3308737The Extermination1915Barry Pain


THE EXTERMINATION

By BARRY PAIN

MR. ROBSON BARTLET had a weakness for being an Authority. If, for example, you told him what you had done to improve your tennis-lawn, he would say: "Well, you've ruined that, at any rate." Asked his opinion of any investment, he informed you either that it was all right if you wanted to lose your money, or that many safer things yielded a better interest. He did not conceal from you that you were smoking the wrong cigarettes and drinking the wrong claret, that you were being swindled by your coal merchant, and that your tailor did not know his business. He doubted the bona fides of your solicitor and the stability of your insurance office. If he heard what make of motor-car you had just bought, he would say: "I wish I'd known before that you were going to do that—I might have saved you." He checked admiration. If you had spent an enjoyable evening at the theatre, you would find that Bartlet had been so bored by the same piece that he left after the first act. Your favourite singer was certain to be somebody who, in Bartlet's opinion, had never had a voice or had lost it. The pictures that you admired would make him smile at your childishness. And on such occasions his favourite phrase was: "And I assure you the experts think just as I do." Nor was it of any use to quote by name experts who thought differently; that, as Bartlet would show you, only proved that they were not experts. It was safe to admire anything that Bartlet possessed, or anything that Bartlet had done; but, as he had not done very much, the field was limited.
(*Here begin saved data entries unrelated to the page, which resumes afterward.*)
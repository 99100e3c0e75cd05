use axum::{
    extract::{Path, State},
    http::StatusCode,
    routing::{get, post, put},
    Json, Router,
};
use serde_json::json;
use tracing::{info, instrument};
use uuid::Uuid;

use crate::{
    auth::extractors::CurrentUser,
    categories::{
        dto::{CreateCategoryRequest, UpdateCategoryRequest},
        repo_types::Category,
    },
    error::{ApiError, ApiResult},
    state::AppState,
};

// --- public routers ---

pub fn read_routes() -> Router<AppState> {
    Router::new()
        .route("/categories", get(list_categories))
        .route("/categories/:id", get(get_category))
}

pub fn write_routes() -> Router<AppState> {
    Router::new()
        .route("/categories", post(create_category))
        .route("/categories/:id", put(update_category).delete(delete_category))
}

// --- handlers ---

#[instrument(skip(state, user, payload))]
pub async fn create_category(
    State(state): State<AppState>,
    user: CurrentUser,
    Json(payload): Json<CreateCategoryRequest>,
) -> ApiResult<(StatusCode, Json<Category>)> {
    let name = payload.name.as_deref().map(str::trim).unwrap_or_default();
    if name.is_empty() {
        return Err(ApiError::Validation("Name required".into()));
    }

    let category = Category::create(&state.db, name).await?;
    info!(category_id = %category.id, user_id = %user.id, "category created");
    Ok((StatusCode::CREATED, Json(category)))
}

#[instrument(skip(state, _user))]
pub async fn list_categories(
    State(state): State<AppState>,
    _user: CurrentUser,
) -> ApiResult<Json<Vec<Category>>> {
    let categories = Category::list_active(&state.db).await?;
    Ok(Json(categories))
}

#[instrument(skip(state, _user))]
pub async fn get_category(
    State(state): State<AppState>,
    _user: CurrentUser,
    Path(id): Path<Uuid>,
) -> ApiResult<Json<Category>> {
    let category = Category::find_active_by_id(&state.db, id)
        .await?
        .ok_or_else(|| ApiError::NotFound("Not found".into()))?;
    Ok(Json(category))
}

#[instrument(skip(state, _user, payload))]
pub async fn update_category(
    State(state): State<AppState>,
    _user: CurrentUser,
    Path(id): Path<Uuid>,
    Json(payload): Json<UpdateCategoryRequest>,
) -> ApiResult<Json<Category>> {
    // A provided-but-blank name is rejected; an absent one leaves the field
    // alone.
    let name = match payload.name.as_deref().map(str::trim) {
        Some("") => return Err(ApiError::Validation("Name required".into())),
        other => other,
    };

    let category = Category::update(&state.db, id, name)
        .await?
        .ok_or_else(|| ApiError::NotFound("Not found".into()))?;
    Ok(Json(category))
}

#[instrument(skip(state, user))]
pub async fn delete_category(
    State(state): State<AppState>,
    user: CurrentUser,
    Path(id): Path<Uuid>,
) -> ApiResult<Json<serde_json::Value>> {
    if !Category::soft_delete(&state.db, id).await? {
        return Err(ApiError::NotFound("Not found".into()));
    }

    info!(category_id = %id, user_id = %user.id, "category deleted");
    Ok(Json(json!({ "message": "Category deleted" })))
}
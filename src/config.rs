use anyhow::Context;
use serde::Deserialize;

#[derive(Debug, Clone, Deserialize)]
pub struct AppConfig {
    pub database_url: String,
}

impl AppConfig {
    pub fn from_env() -> anyhow::Result<Self> {
        let database_url = std::env::var("DATABASE_URL").context("DATABASE_URL must be set")?;
        Ok(Self { database_url })
    }
}
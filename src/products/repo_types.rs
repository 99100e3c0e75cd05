use rust_decimal::Decimal;
use serde::Serialize;
use sqlx::FromRow;
use time::OffsetDateTime;
use uuid::Uuid;

use crate::categories::repo_types::Category;

/// Product record in the database. `category_id` is the stored reference; it
/// survives the category's soft deletion and may therefore point at a row
/// that reads no longer resolve.
#[derive(Debug, Clone, Serialize, FromRow)]
#[serde(rename_all = "camelCase")]
pub struct Product {
    pub id: Uuid,
    pub name: String,
    pub price: Decimal,
    pub stock: i32,
    pub category_id: Uuid,
    #[serde(with = "time::serde::rfc3339")]
    pub created_at: OffsetDateTime,
    #[serde(with = "time::serde::rfc3339")]
    pub updated_at: OffsetDateTime,
}

/// Flat row produced by the read-time join against active categories. The
/// category columns are NULL when the reference no longer resolves.
#[derive(Debug, FromRow)]
pub struct ProductJoinRow {
    pub id: Uuid,
    pub name: String,
    pub price: Decimal,
    pub stock: i32,
    pub category_id: Uuid,
    pub created_at: OffsetDateTime,
    pub updated_at: OffsetDateTime,
    pub cat_id: Option<Uuid>,
    pub cat_name: Option<String>,
    pub cat_created_at: Option<OffsetDateTime>,
    pub cat_updated_at: Option<OffsetDateTime>,
}

impl ProductJoinRow {
    pub fn split(self) -> (Product, Option<Category>) {
        let category = match (self.cat_id, self.cat_name, self.cat_created_at, self.cat_updated_at)
        {
            (Some(id), Some(name), Some(created_at), Some(updated_at)) => Some(Category {
                id,
                name,
                created_at,
                updated_at,
            }),
            _ => None,
        };
        (
            Product {
                id: self.id,
                name: self.name,
                price: self.price,
                stock: self.stock,
                category_id: self.category_id,
                created_at: self.created_at,
                updated_at: self.updated_at,
            },
            category,
        )
    }
}
use rust_decimal::Decimal;
use sqlx::PgPool;
use uuid::Uuid;

use crate::categories::repo_types::Category;
use crate::products::repo_types::{Product, ProductJoinRow};

impl Product {
    pub async fn create(
        db: &PgPool,
        name: &str,
        price: Decimal,
        stock: i32,
        category_id: Uuid,
    ) -> Result<Product, sqlx::Error> {
        sqlx::query_as::<_, Product>(
            r#"
            INSERT INTO products (name, price, stock, category_id)
            VALUES ($1, $2, $3, $4)
            RETURNING id, name, price, stock, category_id, created_at, updated_at
            "#,
        )
        .bind(name)
        .bind(price)
        .bind(stock)
        .bind(category_id)
        .fetch_one(db)
        .await
    }

    /// List active products, each joined with its category as the category
    /// stands right now. A soft-deleted category joins as None even though
    /// the product still stores its id.
    pub async fn list_active(db: &PgPool) -> Result<Vec<(Product, Option<Category>)>, sqlx::Error> {
        let rows = sqlx::query_as::<_, ProductJoinRow>(
            r#"
            SELECT p.id, p.name, p.price, p.stock, p.category_id, p.created_at, p.updated_at,
                   c.id AS cat_id, c.name AS cat_name,
                   c.created_at AS cat_created_at, c.updated_at AS cat_updated_at
            FROM products p
            LEFT JOIN categories c ON c.id = p.category_id AND c.deleted_at IS NULL
            WHERE p.deleted_at IS NULL
            ORDER BY p.created_at
            "#,
        )
        .fetch_all(db)
        .await?;
        Ok(rows.into_iter().map(ProductJoinRow::split).collect())
    }

    pub async fn find_active_by_id(
        db: &PgPool,
        id: Uuid,
    ) -> Result<Option<(Product, Option<Category>)>, sqlx::Error> {
        let row = sqlx::query_as::<_, ProductJoinRow>(
            r#"
            SELECT p.id, p.name, p.price, p.stock, p.category_id, p.created_at, p.updated_at,
                   c.id AS cat_id, c.name AS cat_name,
                   c.created_at AS cat_created_at, c.updated_at AS cat_updated_at
            FROM products p
            LEFT JOIN categories c ON c.id = p.category_id AND c.deleted_at IS NULL
            WHERE p.id = $1 AND p.deleted_at IS NULL
            "#,
        )
        .bind(id)
        .fetch_optional(db)
        .await?;
        Ok(row.map(ProductJoinRow::split))
    }

    /// Apply the provided fields to an active row; absent fields keep their
    /// value. Explicit zeros for price and stock arrive as Some and are
    /// written out as given.
    pub async fn update(
        db: &PgPool,
        id: Uuid,
        name: Option<&str>,
        price: Option<Decimal>,
        stock: Option<i32>,
        category_id: Option<Uuid>,
    ) -> Result<Option<Product>, sqlx::Error> {
        sqlx::query_as::<_, Product>(
            r#"
            UPDATE products
            SET name = COALESCE($2, name),
                price = COALESCE($3, price),
                stock = COALESCE($4, stock),
                category_id = COALESCE($5, category_id),
                updated_at = now()
            WHERE id = $1 AND deleted_at IS NULL
            RETURNING id, name, price, stock, category_id, created_at, updated_at
            "#,
        )
        .bind(id)
        .bind(name)
        .bind(price)
        .bind(stock)
        .bind(category_id)
        .fetch_optional(db)
        .await
    }

    pub async fn soft_delete(db: &PgPool, id: Uuid) -> Result<bool, sqlx::Error> {
        let result = sqlx::query(
            r#"
            UPDATE products
            SET deleted_at = now()
            WHERE id = $1 AND deleted_at IS NULL
            "#,
        )
        .bind(id)
        .execute(db)
        .await?;
        Ok(result.rows_affected() > 0)
    }
}
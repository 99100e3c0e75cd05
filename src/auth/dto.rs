use serde::{Deserialize, Serialize};
use uuid::Uuid;

/// Request body for user registration. Fields are optional so that a missing
/// key reaches the handler's presence check instead of the JSON layer.
#[derive(Debug, Deserialize)]
pub struct RegisterRequest {
    pub name: Option<String>,
    pub email: Option<String>,
    pub password: Option<String>,
}

/// Request body for login.
#[derive(Debug, Deserialize)]
pub struct LoginRequest {
    pub email: String,
    pub password: String,
}

/// Response returned after login.
#[derive(Debug, Serialize)]
pub struct AuthResponse {
    pub token: String,
    pub user: PublicUser,
}

/// Public part of the user returned to the client. The password hash and the
/// session token never travel through this type.
#[derive(Debug, Serialize)]
pub struct PublicUser {
    pub id: Uuid,
    pub name: String,
    pub email: String,
}
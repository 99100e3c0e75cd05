use serde::Deserialize;

/// Request body for creating a category.
#[derive(Debug, Deserialize)]
pub struct CreateCategoryRequest {
    pub name: Option<String>,
}

/// Partial update; only provided fields are applied.
#[derive(Debug, Deserialize)]
pub struct UpdateCategoryRequest {
    pub name: Option<String>,
}

#[cfg(test)]
mod tests {
    use super::*;

    #[test]
    fn empty_body_means_no_changes() {
        let payload: UpdateCategoryRequest = serde_json::from_str("{}").unwrap();
        assert!(payload.name.is_none());
    }
}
But there was just one subject on which any casual acquaintance might chat freely in the presence of Bartlet without the least fear of correction or interruption. That subject was the law. However absurd the mistake, Bartlet said nothing. He was by profession a solicitor, and he did not give to casual acquaintances what he sold to clients.

He had several other sterling qualities, including strict probity in business hours, white whiskers, and temperate habits. But, in spite of them, Bartlet was not popular. Popularity has its mysteries, and many attain to it most easily who least deserve it. But it is safe to say that the Discouraging Authority is rarely popular. Such is the weakness of human nature, that we do not like to be told we are wrong even when we are. Still less do we like to be told we are wrong when we happen to be right. And we do not love our corrector the more if he keeps silence on the one subject which he really understands.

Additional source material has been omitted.